* Work instruction *
Using the string "localhost" as the key, pull each matching line out of the records below.

[Stored data entries]
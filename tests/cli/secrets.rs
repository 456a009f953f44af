//! Tests for `lockbox set/get/delete/list`.

use crate::support::*;

#[test]
fn test_set_and_get_roundtrip() {
    let t = Test::init();

    let output = t.set("DATABASE_URL", "postgres://localhost/db");
    assert_success(&output);
    assert_stdout_contains(&output, "DATABASE_URL");

    assert_roundtrip(&t, "DATABASE_URL", "postgres://localhost/db");
}

#[test]
fn test_get_prints_no_trailing_newline() {
    let t = Test::with_secrets(&[("K", "v")]);

    let output = t.get("K");
    assert_success(&output);
    assert_eq!(output.stdout, b"v");
}

#[test]
fn test_set_overwrites() {
    let t = Test::with_secrets(&[("K", "v1")]);

    assert_success(&t.set("K", "v2"));
    assert_eq!(stdout(&t.get("K")), "v2");
}

#[test]
fn test_special_characters_roundtrip() {
    let t = Test::init();

    assert_roundtrip(&t, "QUOTED", r#"he said "hi" and $HOME `x` \n"#);
    assert_roundtrip(&t, "MULTILINE", "line1\nline2\n");
    assert_roundtrip(&t, "UNICODE", "pässwörd 🔑");
    assert_roundtrip(&t, "EMPTY", "");
}

#[test]
fn test_lowercase_and_dotted_keys_allowed() {
    let t = Test::init();

    assert_roundtrip(&t, "api.token", "a");
    assert_roundtrip(&t, "my-key", "b");
}

#[test]
fn test_invalid_keys_rejected() {
    let t = Test::init();

    let output = t.set("", "value");
    assert_failure(&output);
    assert_stderr_contains(&output, "empty");

    let output = t.set("A=B", "value");
    assert_failure(&output);

    let output = t.set("LINE\nBREAK", "value");
    assert_failure(&output);

    for key in [".", ".."] {
        let output = t.set(key, "value");
        assert_failure(&output);
        assert_stderr_contains(&output, "dot segments");
    }
}

#[test]
fn test_get_missing_fails() {
    let t = Test::init();

    let output = t.get("NOPE");
    assert_failure(&output);
    assert_stderr_contains(&output, "not found");
    assert!(output.stdout.is_empty());
}

#[test]
fn test_delete() {
    let t = Test::with_secrets(&[("GONE", "x")]);

    let output = t.delete("GONE");
    assert_success(&output);
    assert_stdout_contains(&output, "deleted");

    assert_failure(&t.get("GONE"));
}

#[test]
fn test_delete_missing_fails() {
    let t = Test::init();

    let output = t.delete("NOPE");
    assert_failure(&output);
    assert_stderr_contains(&output, "not found");
}

#[test]
fn test_rm_alias() {
    let t = Test::with_secrets(&[("K", "v")]);

    let output = t.cmd().args(["rm", "K"]).output().unwrap();
    assert_success(&output);
    assert_failure(&t.get("K"));
}

#[test]
fn test_list_sorted() {
    let t = Test::with_secrets(&[("ZED", "1"), ("ALPHA", "2"), ("MIDDLE", "3")]);

    let output = t.list();
    assert_success(&output);
    assert_eq!(stdout(&output), "ALPHA\nMIDDLE\nZED\n");
}

#[test]
fn test_list_never_prints_values() {
    let t = Test::with_secrets(&[("K", "super-secret-value")]);

    assert_stdout_excludes(&t.list(), "super-secret-value");
    assert_stdout_excludes(&t.list_json(), "super-secret-value");
}

#[test]
fn test_list_empty() {
    let t = Test::init();

    let output = t.list();
    assert_success(&output);
    assert_stdout_contains(&output, "No secrets found");
}

#[test]
fn test_list_excludes_encryption_key() {
    let t = Test::with_secrets(&[("K", "v")]);

    assert_stdout_excludes(&t.list(), "encryption_key");
}

#[test]
fn test_list_json() {
    let t = Test::with_secrets(&[("B", "1"), ("A", "2")]);

    let output = t.list_json();
    assert_success(&output);

    let json: serde_json::Value = serde_json::from_slice(&output.stdout).unwrap();
    assert_eq!(json["count"], 2);
    let secrets = json["secrets"].as_array().unwrap();
    assert_eq!(secrets[0]["key"], "A");
    assert_eq!(secrets[1]["key"], "B");
    assert!(secrets[0]["created_at"].is_string());
    assert!(secrets[0]["updated_at"].is_string());
}

#[test]
fn test_values_not_stored_in_plaintext() {
    let t = Test::with_secrets(&[("K", "plaintext-canary-value")]);

    let needle = b"plaintext-canary-value";
    for suffix in ["", "-wal"] {
        let path = format!("{}{}", t.db_path().display(), suffix);
        if let Ok(raw) = std::fs::read(&path) {
            assert!(!raw.windows(needle.len()).any(|w| w == needle), "{}", path);
        }
    }
}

* Exercise answer *
    let output = t.set("DATABASE_URL", "postgres://localhost/db");
    assert_roundtrip(&t, "DATABASE_URL", "postgres://localhost/db");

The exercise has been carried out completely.